(Your assignment): What is expected is a word-for-word copy of all the entries.

[Opening Provided records section]

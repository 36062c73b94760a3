// SPDX-License-Identifier: Apache-2.0
// Copyright 2026 the survnet-core contributors
//
// Licensed under the Apache License, Version 2.0 (the "License");
// you may not use this file except in compliance with the License.
// You may obtain a copy of the License at
//
//     http://www.apache.org/licenses/LICENSE-2.0
//
// Unless required by applicable law or agreed to in writing, software
// distributed under the License is distributed on an "AS IS" BASIS,
// WITHOUT WARRANTIES OR CONDITIONS OF ANY KIND, either express or implied.
// See the License for the specific language governing permissions and
// limitations under the License.

//! The geomagnetic-variation collaborator (`spec.md` §6, §9 Open Question).
//!
//! A survey whose project flag `A` selects [`DeclinationMode::Computed`]
//! (`spec.md` §4.5, `crate::project::DeclinationMode`) needs a declination
//! value the kernel cannot derive on its own. `spec.md` §9 leaves the model
//! unspecified ("implementations must specify one and document it"); this
//! crate answers it with NOAA's World Magnetic Model via
//! [`world_magnetic_model`].
//!
//! This trait, not a concrete call, is what `kernel.rs` and the assembler are
//! written against, so a host can substitute another model (a fixed lookup
//! table, a different epoch of WMM) without touching either.
//!
//! Computing a declination needs a geographic latitude/longitude; this
//! crate's network lives in a local east/north/vertical frame in feet (§3),
//! and projecting that frame's UTM base back to geographic coordinates is
//! explicitly the GeoJSON/KML exporter's job (§1, out of scope). Callers
//! using [`DeclinationMode::Computed`] therefore supply the latitude and
//! longitude themselves (typically by projecting `Project::base` through
//! their own datum/UTM machinery) rather than handing this module a
//! `Project` to derive them from.

use chrono::{Datelike, NaiveDate};

use crate::error::Error;

/// Declination-on-demand, at a geographic location and date, in degrees.
pub trait GeomagneticModel {
    fn declination_deg(
        &self,
        latitude_deg: f64,
        longitude_deg: f64,
        elevation_ft: f64,
        date: NaiveDate,
    ) -> Result<f64, Error>;
}

/// The default collaborator, backed by the World Magnetic Model.
#[derive(Copy, Clone, Debug, Default)]
pub struct WorldMagneticModel;

impl GeomagneticModel for WorldMagneticModel {
    fn declination_deg(
        &self,
        latitude_deg: f64,
        longitude_deg: f64,
        elevation_ft: f64,
        date: NaiveDate,
    ) -> Result<f64, Error> {
        use world_magnetic_model::time::Date as WmmDate;
        use world_magnetic_model::uom::si::angle::degree;
        use world_magnetic_model::uom::si::f32::{Angle as WmmAngle, Length as WmmLength};
        use world_magnetic_model::uom::si::length::meter;
        use world_magnetic_model::GeomagneticField;

        let elevation_m = elevation_ft / crate::measurements::constants::FEET_IN_METER;

        let wmm_date = WmmDate::from_calendar_date(
            date.year(),
            time_month(date.month()).ok_or_else(|| Error::GeomDomain {
                message: format!("invalid month {} for geomagnetic computation", date.month()),
            })?,
            date.day() as u8,
        )
        .map_err(|e| Error::GeomDomain {
            message: format!("invalid date for geomagnetic computation: {e}"),
        })?;

        let field = GeomagneticField::new(
            WmmLength::new::<meter>(elevation_m as f32),
            WmmAngle::new::<degree>(latitude_deg as f32),
            WmmAngle::new::<degree>(longitude_deg as f32),
            wmm_date,
        )
        .map_err(|e| Error::GeomDomain {
            message: format!("World Magnetic Model rejected inputs: {e:?}"),
        })?;

        Ok(field.declination().get::<degree>() as f64)
    }
}

fn time_month(month: u32) -> Option<world_magnetic_model::time::Month> {
    world_magnetic_model::time::Month::try_from(month as u8).ok()
}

[Closing Provided records section]

(Response area):
repository 36062c73b94760a3
// SPDX-License-Identifier: Apache-2.0
// Copyright 2026 the survnet-core contributors
//
// Licensed under the Apache License, Version 2.0 (the "License");
// you may not use this file except in compliance with the License.
// You may obtain a copy of the License at
//
//     http://www.apache.org/licenses/LICENSE-2.0
//
// Unless required by applicable law or agreed to in writing, software
// distributed under the License is distributed on an "AS IS" BASIS,
// WITHOUT WARRANTIES OR CONDITIONS OF ANY KIND, either express or implied.
// See the License for the specific language governing permissions and
// limitations under the License.

//! The geomagnetic-variation collaborator (`spec.md` §6, §9 Open Question).
//!
//! A survey whose project flag `A` selects [`DeclinationMode::Computed`]
//! (`spec.md` §4.5, `crate::project::DeclinationMode`) needs a declination
//! value the kernel cannot derive on its own. `spec.md` §9 leaves the model
//! unspecified ("implementations must specify one and document it"); this
//! crate answers it with NOAA's World Magnetic Model via
//! [`world_magnetic_model`].
//!
//! This trait, not a concrete call, is what `kernel.rs` and the assembler are
//! written against, so a host can substitute another model (a fixed lookup
//! table, a different epoch of WMM) without touching either.
//!
//! Computing a declination needs a geographic latitude/longitude; this
//! crate's network lives in a local east/north/vertical frame in feet (§3),
//! and projecting that frame's UTM base back to geographic coordinates is
//! explicitly the GeoJSON/KML exporter's job (§1, out of scope). Callers
//! using [`DeclinationMode::Computed`] therefore supply the latitude and
//! longitude themselves (typically by projecting `Project::base` through
//! their own datum/UTM machinery) rather than handing this module a
//! `Project` to derive them from.

use chrono::{Datelike, NaiveDate};

use crate::error::Error;

/// Declination-on-demand, at a geographic location and date, in degrees.
pub trait GeomagneticModel {
    fn declination_deg(
        &self,
        latitude_deg: f64,
        longitude_deg: f64,
        elevation_ft: f64,
        date: NaiveDate,
    ) -> Result<f64, Error>;
}

/// The default collaborator, backed by the World Magnetic Model.
#[derive(Copy, Clone, Debug, Default)]
pub struct WorldMagneticModel;

impl GeomagneticModel for WorldMagneticModel {
    fn declination_deg(
        &self,
        latitude_deg: f64,
        longitude_deg: f64,
        elevation_ft: f64,
        date: NaiveDate,
    ) -> Result<f64, Error> {
        use world_magnetic_model::time::Date as WmmDate;
        use world_magnetic_model::uom::si::angle::degree;
        use world_magnetic_model::uom::si::f32::{Angle as WmmAngle, Length as WmmLength};
        use world_magnetic_model::uom::si::length::meter;
        use world_magnetic_model::GeomagneticField;

        let elevation_m = elevation_ft / crate::measurements::constants::FEET_IN_METER;

        let wmm_date = WmmDate::from_calendar_date(
            date.year(),
            time_month(date.month()).ok_or_else(|| Error::GeomDomain {
                message: format!("invalid month {} for geomagnetic computation", date.month()),
            })?,
            date.day() as u8,
        )
        .map_err(|e| Error::GeomDomain {
            message: format!("invalid date for geomagnetic computation: {e}"),
        })?;

        let field = GeomagneticField::new(
            WmmLength::new::<meter>(elevation_m as f32),
            WmmAngle::new::<degree>(latitude_deg as f32),
            WmmAngle::new::<degree>(longitude_deg as f32),
            wmm_date,
        )
        .map_err(|e| Error::GeomDomain {
            message: format!("World Magnetic Model rejected inputs: {e:?}"),
        })?;

        Ok(field.declination().get::<degree>() as f64)
    }
}

fn time_month(month: u32) -> Option<world_magnetic_model::time::Month> {
    world_magnetic_model::time::Month::try_from(month as u8).ok()
}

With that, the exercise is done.